Much-maligned senior quarterback J.T. Barrett let the game come to him, finishing 25 of 33 for 270 yards and two touchdowns, plus a rushing score. Barrett broke the Big Ten Conference’s all-time record of touchdowns responsible for — he has 107, beating the 106 from former Purdue star Drew Brees — and that’s no small accomplishment. Once Barrett got the record, freshman backup Dwayne Haskins (4-for-4 passing) got his first action.
The Buckeyes had 270 rushing yards — including 172 (on 13 carries) from true freshman flash J.K. Dobbins. The Buckeyes should feed Dobbins — over and over. And it seems that’s where Ohio State’s offense is headed. Sophomore Mike Weber, a 1,000-yard rusher last season, looks like he’s destined to become a bit player.

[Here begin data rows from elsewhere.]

//! Failure classification and repair payloads.

use std::fmt;

use serde::Serialize;
use serde_json::{Map, Value};

use crate::contracts::{Contract, ContractError, ContractKind, Violation};
use crate::extract::extract_json_text;

/// Why a model output was rejected.
#[derive(Debug, Clone, Copy, PartialEq, Eq, Hash, Serialize)]
#[serde(rename_all = "lowercase")]
pub enum FailureKind {
    /// No JSON value could be decoded.
    Decode,
    /// Decoded, but field or cross-field rules are broken.
    Validation,
    /// Decoded, but not an object or with undeclared keys.
    Shape,
}

impl FailureKind {
    /// Wire tag.
    #[must_use]
    pub const fn as_str(self) -> &'static str {
        match self {
            Self::Decode => "decode",
            Self::Validation => "validation",
            Self::Shape => "shape",
        }
    }
}

impl fmt::Display for FailureKind {
    fn fmt(&self, f: &mut fmt::Formatter<'_>) -> fmt::Result {
        f.write_str(self.as_str())
    }
}

/// A rejected model output, with enough context to ask for a targeted fix.
#[derive(Debug, Clone, PartialEq)]
pub struct Failure {
    /// Failure class.
    pub kind: FailureKind,
    /// Human-readable reason.
    pub message: String,
    /// The decoded object, when decoding got that far.
    pub parsed: Option<Map<String, Value>>,
    /// Per-field violations, for validation failures.
    pub violations: Vec<Violation>,
}

/// Extracts, decodes and validates one model output.
///
/// # Errors
///
/// Returns a [`Failure`] classifying the first layer that rejected `raw`.
pub fn parse_and_validate<C: Contract>(raw: &str) -> Result<C, Failure> {
    let text = extract_json_text(raw);
    let value: Value = serde_json::from_str(text).map_err(|err| Failure {
        kind: FailureKind::Decode,
        message: err.to_string(),
        parsed: None,
        violations: Vec::new(),
    })?;

    C::from_value(&value).map_err(|err| {
        let parsed = match value {
            Value::Object(object) => Some(object),
            _ => None,
        };
        match err {
            ContractError::Shape(shape) => Failure {
                kind: FailureKind::Shape,
                message: shape.to_string(),
                parsed,
                violations: Vec::new(),
            },
            ContractError::Validation(validation) => Failure {
                kind: FailureKind::Validation,
                message: validation.to_string(),
                parsed,
                violations: validation.violations().to_vec(),
            },
        }
    })
}

/// User payload of a repair call.
///
/// Serialized compactly and handed to the model together with the repair
/// system prompt.
#[derive(Debug, Clone, Serialize)]
pub struct RepairPayload<'a> {
    /// Schema name of the contract the output must satisfy.
    pub target: &'static str,
    /// The rejected output, verbatim.
    pub raw_output: &'a str,
    /// Failure class.
    pub error_kind: FailureKind,
    /// Failure message.
    pub error: &'a str,
    /// Best-effort decoded object.
    #[serde(skip_serializing_if = "Option::is_none")]
    pub parsed_json_object: Option<&'a Map<String, Value>>,
    /// Per-field violations.
    #[serde(skip_serializing_if = "Option::is_none")]
    pub validation_errors: Option<&'a [Violation]>,
    /// Published schema document of the target.
    #[serde(skip_serializing_if = "Option::is_none")]
    pub json_schema: Option<Value>,
}

impl<'a> RepairPayload<'a> {
    /// Builds the payload for a failed output of `kind`.
    #[must_use]
    pub fn new(kind: ContractKind, raw_output: &'a str, failure: &'a Failure) -> Self {
        Self {
            target: kind.schema_name(),
            raw_output,
            error_kind: failure.kind,
            error: &failure.message,
            parsed_json_object: failure.parsed.as_ref(),
            validation_errors: (failure.kind == FailureKind::Validation)
                .then_some(failure.violations.as_slice()),
            json_schema: None,
        }
    }

    /// Embeds the target's schema document.
    #[must_use]
    pub fn with_schema(mut self, schema: Value) -> Self {
        self.json_schema = Some(schema);
        self
    }
}

#[cfg(test)]
mod tests {
    use super::*;
    use crate::contracts::{Evaluation, Rule};
    use serde_json::json;

    #[test]
    fn test_decode_failure() {
        let failure = parse_and_validate::<Evaluation>("not json at all").unwrap_err();
        assert_eq!(failure.kind, FailureKind::Decode);
        assert!(failure.parsed.is_none());
        assert!(failure.violations.is_empty());
    }

    #[test]
    fn test_non_object_is_shape_failure() {
        let failure = parse_and_validate::<Evaluation>("[1, 2, 3]").unwrap_err();
        assert_eq!(failure.kind, FailureKind::Shape);
        assert!(failure.parsed.is_none());
    }

    #[test]
    fn test_validation_failure_keeps_object_and_violations() {
        let raw = r#"Sure! {"score": 70, "strengths": [], "missing_points": [],
            "incorrect_points": [], "ideal_answer": "ref", "improvement_tips": [],
            "clarifying_questions": [], "followup_question": ""}"#;
        let failure = parse_and_validate::<Evaluation>(raw).unwrap_err();
        assert_eq!(failure.kind, FailureKind::Validation);
        assert_eq!(failure.parsed.as_ref().unwrap()["score"], 70);
        assert_eq!(failure.violations[0].rule, Rule::FollowupPolicy);
    }

    #[test]
    fn test_repair_payload_fields() {
        let failure = parse_and_validate::<Evaluation>(r#"{"score": 5, "extra": true}"#)
            .unwrap_err();
        let payload = RepairPayload::new(ContractKind::Evaluation, "raw", &failure);
        let value = serde_json::to_value(&payload).unwrap();

        assert_eq!(value["target"], "EvaluationJSON");
        assert_eq!(value["error_kind"], "shape");
        assert_eq!(value["parsed_json_object"]["extra"], true);
        assert!(value.get("validation_errors").is_none());
        assert!(value.get("json_schema").is_none());

        let with_schema = payload.with_schema(json!({"type": "object"}));
        assert_eq!(
            serde_json::to_value(&with_schema).unwrap()["json_schema"]["type"],
            "object"
        );
    }
}
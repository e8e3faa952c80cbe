//! Error types for contract validation.

use std::fmt;

use thiserror::Error;

use super::rules::{Rule, Violation};

/// The input is not shaped like the contract at all: not an object, or it
/// carries keys the contract does not declare.
#[derive(Debug, Clone, PartialEq, Eq, Error)]
pub enum ShapeError {
    /// The value at `path` should have been a JSON object.
    #[error("{path} must be a JSON object, found {found}")]
    NotAnObject {
        /// Location of the offending value (`$` for the root).
        path: String,
        /// JSON type that was found instead.
        found: &'static str,
    },

    /// The object at `path` has keys outside the declared field set.
    #[error("unknown field(s) at {path}: {}", keys.join(", "))]
    UnknownFields {
        /// Location of the offending object (`$` for the root).
        path: String,
        /// The undeclared keys, in the order they appeared.
        keys: Vec<String>,
    },
}

/// One or more field-level or cross-field rules were violated.
///
/// Always carries at least one [`Violation`].
#[derive(Debug, Clone, PartialEq, Eq, Error)]
pub struct ValidationError {
    violations: Vec<Violation>,
}

impl ValidationError {
    pub(crate) const fn new(violations: Vec<Violation>) -> Self {
        Self { violations }
    }

    /// All violations, in the order the rules were checked.
    #[must_use]
    pub fn violations(&self) -> &[Violation] {
        &self.violations
    }

    /// Whether any violation names `rule` at `path`.
    #[must_use]
    pub fn has(&self, path: &str, rule: Rule) -> bool {
        self.violations
            .iter()
            .any(|v| v.path == path && v.rule == rule)
    }

    /// Whether any violation names `rule`, regardless of path.
    #[must_use]
    pub fn has_rule(&self, rule: Rule) -> bool {
        self.violations.iter().any(|v| v.rule == rule)
    }
}

impl fmt::Display for ValidationError {
    fn fmt(&self, f: &mut fmt::Formatter<'_>) -> fmt::Result {
        let count = self.violations.len();
        write!(
            f,
            "{count} validation error{}",
            if count == 1 { "" } else { "s" }
        )?;
        for violation in &self.violations {
            write!(f, "; {violation}")?;
        }
        Ok(())
    }
}

/// Why a raw object was rejected by a contract.
#[derive(Debug, Clone, PartialEq, Eq, Error)]
pub enum ContractError {
    /// Structural mismatch, checked before any field rule.
    #[error("shape error: {0}")]
    Shape(#[from] ShapeError),

    /// Field-level or cross-field rule failures.
    #[error("{0}")]
    Validation(#[from] ValidationError),
}

impl ContractError {
    /// The per-field violations, if this is a validation failure.
    #[must_use]
    pub fn violations(&self) -> Option<&[Violation]> {
        match self {
            Self::Shape(_) => None,
            Self::Validation(err) => Some(err.violations()),
        }
    }
}
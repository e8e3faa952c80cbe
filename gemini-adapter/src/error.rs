use thiserror::Error;

/// Errors returned by [`GeminiClient`](crate::GeminiClient).
#[derive(Debug, Error)]
pub enum GeminiError {
    /// Missing credential or malformed setting.
    #[error("Invalid configuration: {0}")]
    InvalidConfig(String),

    /// The API answered with a non-success status.
    #[error("Gemini HTTP {status}: {body}")]
    Http {
        /// HTTP status code.
        status: u16,
        /// Response body, for diagnostics.
        body: String,
    },

    /// The request could not be sent or the response not read.
    #[error("Gemini network error: {0}")]
    Network(#[from] reqwest::Error),

    /// The response body is not JSON.
    #[error("Gemini returned non-JSON response: {0}")]
    InvalidResponse(String),

    /// The response carries no text part.
    #[error("Gemini response did not include text: {0}")]
    EmptyResponse(String),
}
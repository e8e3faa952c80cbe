//! Process configuration for the binary.

use std::net::SocketAddr;
use std::path::PathBuf;

use interview_core::pipeline::PipelineConfig;

use crate::errors::LabError;

/// Prompt fragment root variable.
pub const PROMPTS_DIR_ENV_VAR: &str = "INTERVIEW_PROMPTS_DIR";
/// Attempt bound variable.
pub const MAX_ATTEMPTS_ENV_VAR: &str = "INTERVIEW_MAX_ATTEMPTS";
/// Listen address variable.
pub const BIND_ADDR_ENV_VAR: &str = "INTERVIEW_BIND_ADDR";

/// Settings shared by every subcommand.
#[derive(Debug, Clone, PartialEq)]
pub struct LabConfig {
    /// Root of `common/` and `lanes/` prompt fragments.
    ///
    /// Default: `prompts`
    pub prompts_dir: PathBuf,

    /// Attempts per pipeline invocation.
    ///
    /// Default: 3
    pub max_attempts: usize,

    /// Address the HTTP server listens on.
    ///
    /// Default: `127.0.0.1:8000`
    pub bind_addr: SocketAddr,
}

impl Default for LabConfig {
    fn default() -> Self {
        Self {
            prompts_dir: PathBuf::from("prompts"),
            max_attempts: 3,
            bind_addr: SocketAddr::from(([127, 0, 0, 1], 8000)),
        }
    }
}

impl LabConfig {
    /// Reads the configuration from the environment, after loading a `.env`
    /// file from the working directory if one exists. Variables already set
    /// in the environment take precedence over the file.
    ///
    /// # Errors
    ///
    /// Returns [`LabError::Config`] for malformed values.
    pub fn from_env() -> Result<Self, LabError> {
        if let Ok(path) = dotenv::dotenv() {
            tracing::debug!(event = "dotenv_loaded", path = %path.display(), "dotenv_loaded");
        }
        Self::from_lookup(|name| std::env::var(name).ok())
    }

    /// Reads the configuration through `lookup`.
    ///
    /// # Errors
    ///
    /// Returns [`LabError::Config`] for malformed values.
    pub fn from_lookup(lookup: impl Fn(&str) -> Option<String>) -> Result<Self, LabError> {
        let mut config = Self::default();

        if let Some(dir) = lookup(PROMPTS_DIR_ENV_VAR) {
            config.prompts_dir = PathBuf::from(dir);
        }
        if let Some(raw) = lookup(MAX_ATTEMPTS_ENV_VAR) {
            config.max_attempts = raw
                .trim()
                .parse::<usize>()
                .ok()
                .filter(|attempts| *attempts >= 1)
                .ok_or_else(|| {
                    LabError::Config(format!(
                        "{MAX_ATTEMPTS_ENV_VAR} must be an integer >= 1, got {raw:?}"
                    ))
                })?;
        }
        if let Some(raw) = lookup(BIND_ADDR_ENV_VAR) {
            config.bind_addr = raw.trim().parse().map_err(|_| {
                LabError::Config(format!(
                    "{BIND_ADDR_ENV_VAR} must be a socket address, got {raw:?}"
                ))
            })?;
        }
        Ok(config)
    }

    /// Pipeline settings derived from this configuration.
    #[must_use]
    pub fn pipeline_config(&self) -> PipelineConfig {
        PipelineConfig::default().with_max_attempts(self.max_attempts)
    }
}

Fun with numbers: Ohio State had 586 total yards, despite getting beaten by nearly 14 minutes in time of possession. That’s not surprising against Army. The encouraging thing was Ohio State made the most of its opportunities.
Ohio State surrendered an 18-play, 99-yard touchdown drive to the Black Knights. It was easy to wonder if Ohio State’s offense would ever see the ball again. Still, that was the only score the Buckeyes gave up. Army rushed 59 times for 259 yards. For the most part, though, Ohio State’s defense played with discipline and fire. Defensive coordinator Greg Schiano left the booth to coach from the sideline, a move that Meyer hoped would bring more coach-to-player emotion. It worked. Look for it to stay.
There were other factors to absorb defensively. Ohio State utilized three safeties in the secondary — Damon Webb, Jordan Fuller and Erick Smith — a wrinkle that helped on run support. Meanwhile, starting middle linebacker Chris Worley, an important factor against Army’s triple-option offense, left with a second-quarter injury. He was replaced by the wonderfully named Tuf Borland, a redshirt freshman who performed brilliantly with 12 tackles.
There was a lot of angst over Army’s arrival all offseason because of the difficulties presented by the option. Coming off the loss against Oklahoma, the anxiety was exacerbated. All things considered, giving up just a touchdown to the Black Knights must be viewed as a big win.
If you closed your eyes, you would’ve never known that things had gone sideways in Columbus. The Horseshoe was packed. Ohio State looked like it was supposed to look. It took care of business.
Now it continues through the layup line, getting UNLV (which opened by losing against 45-point underdog Howard) at home then Rutgers on the road.
Expect the Buckeyes to get on a month-long roll and prepare for Oct. 28 at home against Penn State for what could be the Big Ten’s game of the year.
Beating Army hasn’t cured everything for the Buckeyes.
But Ohio State can finally exhale.
At this point in the season, the Buckeyes needed that secure feeling.